▶ [Work task]: Look through the material for lines with the word "enum", and copy each one.

▶ [Material for the task]:
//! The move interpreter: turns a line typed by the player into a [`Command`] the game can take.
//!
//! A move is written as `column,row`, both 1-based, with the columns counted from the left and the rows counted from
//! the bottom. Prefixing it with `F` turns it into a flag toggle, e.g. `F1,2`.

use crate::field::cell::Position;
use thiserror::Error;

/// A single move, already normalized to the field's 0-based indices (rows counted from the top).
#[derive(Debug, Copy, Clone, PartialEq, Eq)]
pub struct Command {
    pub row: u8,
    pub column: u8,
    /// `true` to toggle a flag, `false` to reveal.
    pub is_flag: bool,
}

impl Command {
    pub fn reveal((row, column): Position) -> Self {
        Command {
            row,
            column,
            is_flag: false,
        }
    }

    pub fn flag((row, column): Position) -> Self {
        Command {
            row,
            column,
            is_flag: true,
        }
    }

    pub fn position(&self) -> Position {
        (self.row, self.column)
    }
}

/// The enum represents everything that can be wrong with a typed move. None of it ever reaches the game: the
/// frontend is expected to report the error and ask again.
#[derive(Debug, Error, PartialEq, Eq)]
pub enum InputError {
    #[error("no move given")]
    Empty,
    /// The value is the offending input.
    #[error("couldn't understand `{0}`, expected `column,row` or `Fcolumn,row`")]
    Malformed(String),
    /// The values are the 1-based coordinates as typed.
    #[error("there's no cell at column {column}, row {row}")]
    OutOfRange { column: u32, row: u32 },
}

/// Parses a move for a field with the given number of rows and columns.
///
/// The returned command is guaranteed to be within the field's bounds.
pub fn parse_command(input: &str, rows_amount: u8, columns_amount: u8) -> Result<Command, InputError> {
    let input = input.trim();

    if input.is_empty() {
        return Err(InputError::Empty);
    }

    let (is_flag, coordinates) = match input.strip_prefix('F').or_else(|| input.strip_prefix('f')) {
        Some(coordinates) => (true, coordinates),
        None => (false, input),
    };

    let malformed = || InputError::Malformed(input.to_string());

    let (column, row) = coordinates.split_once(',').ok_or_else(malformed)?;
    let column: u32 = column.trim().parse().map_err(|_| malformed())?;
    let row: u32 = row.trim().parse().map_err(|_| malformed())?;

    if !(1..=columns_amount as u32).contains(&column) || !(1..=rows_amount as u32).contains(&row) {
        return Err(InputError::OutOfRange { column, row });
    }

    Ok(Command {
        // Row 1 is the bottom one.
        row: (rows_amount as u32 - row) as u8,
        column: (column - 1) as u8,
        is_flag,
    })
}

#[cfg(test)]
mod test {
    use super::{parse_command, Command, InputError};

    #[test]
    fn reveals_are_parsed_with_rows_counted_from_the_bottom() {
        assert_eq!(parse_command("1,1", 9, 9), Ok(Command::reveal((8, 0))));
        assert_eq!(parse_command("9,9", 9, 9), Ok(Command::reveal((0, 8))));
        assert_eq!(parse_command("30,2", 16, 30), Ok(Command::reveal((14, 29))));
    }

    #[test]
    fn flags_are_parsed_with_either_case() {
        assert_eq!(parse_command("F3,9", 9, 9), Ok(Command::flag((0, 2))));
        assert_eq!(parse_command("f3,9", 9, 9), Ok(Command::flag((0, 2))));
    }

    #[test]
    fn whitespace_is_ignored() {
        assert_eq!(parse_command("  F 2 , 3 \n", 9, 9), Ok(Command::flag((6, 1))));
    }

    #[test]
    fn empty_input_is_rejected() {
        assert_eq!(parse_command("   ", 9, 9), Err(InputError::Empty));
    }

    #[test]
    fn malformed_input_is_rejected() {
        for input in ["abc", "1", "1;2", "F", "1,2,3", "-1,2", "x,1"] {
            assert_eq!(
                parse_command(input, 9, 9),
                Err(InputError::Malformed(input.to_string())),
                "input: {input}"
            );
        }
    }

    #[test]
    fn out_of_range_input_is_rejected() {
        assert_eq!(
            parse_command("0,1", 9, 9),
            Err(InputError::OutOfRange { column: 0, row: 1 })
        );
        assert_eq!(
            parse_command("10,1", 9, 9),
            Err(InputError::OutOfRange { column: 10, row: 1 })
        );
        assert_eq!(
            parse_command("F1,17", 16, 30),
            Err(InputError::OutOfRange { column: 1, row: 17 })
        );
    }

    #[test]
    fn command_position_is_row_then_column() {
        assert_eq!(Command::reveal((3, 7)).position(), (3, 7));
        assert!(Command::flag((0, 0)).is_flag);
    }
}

▶ [Your solution]:
/// The enum represents everything that can be wrong with a typed move. None of it ever reaches the game: the
pub enum InputError {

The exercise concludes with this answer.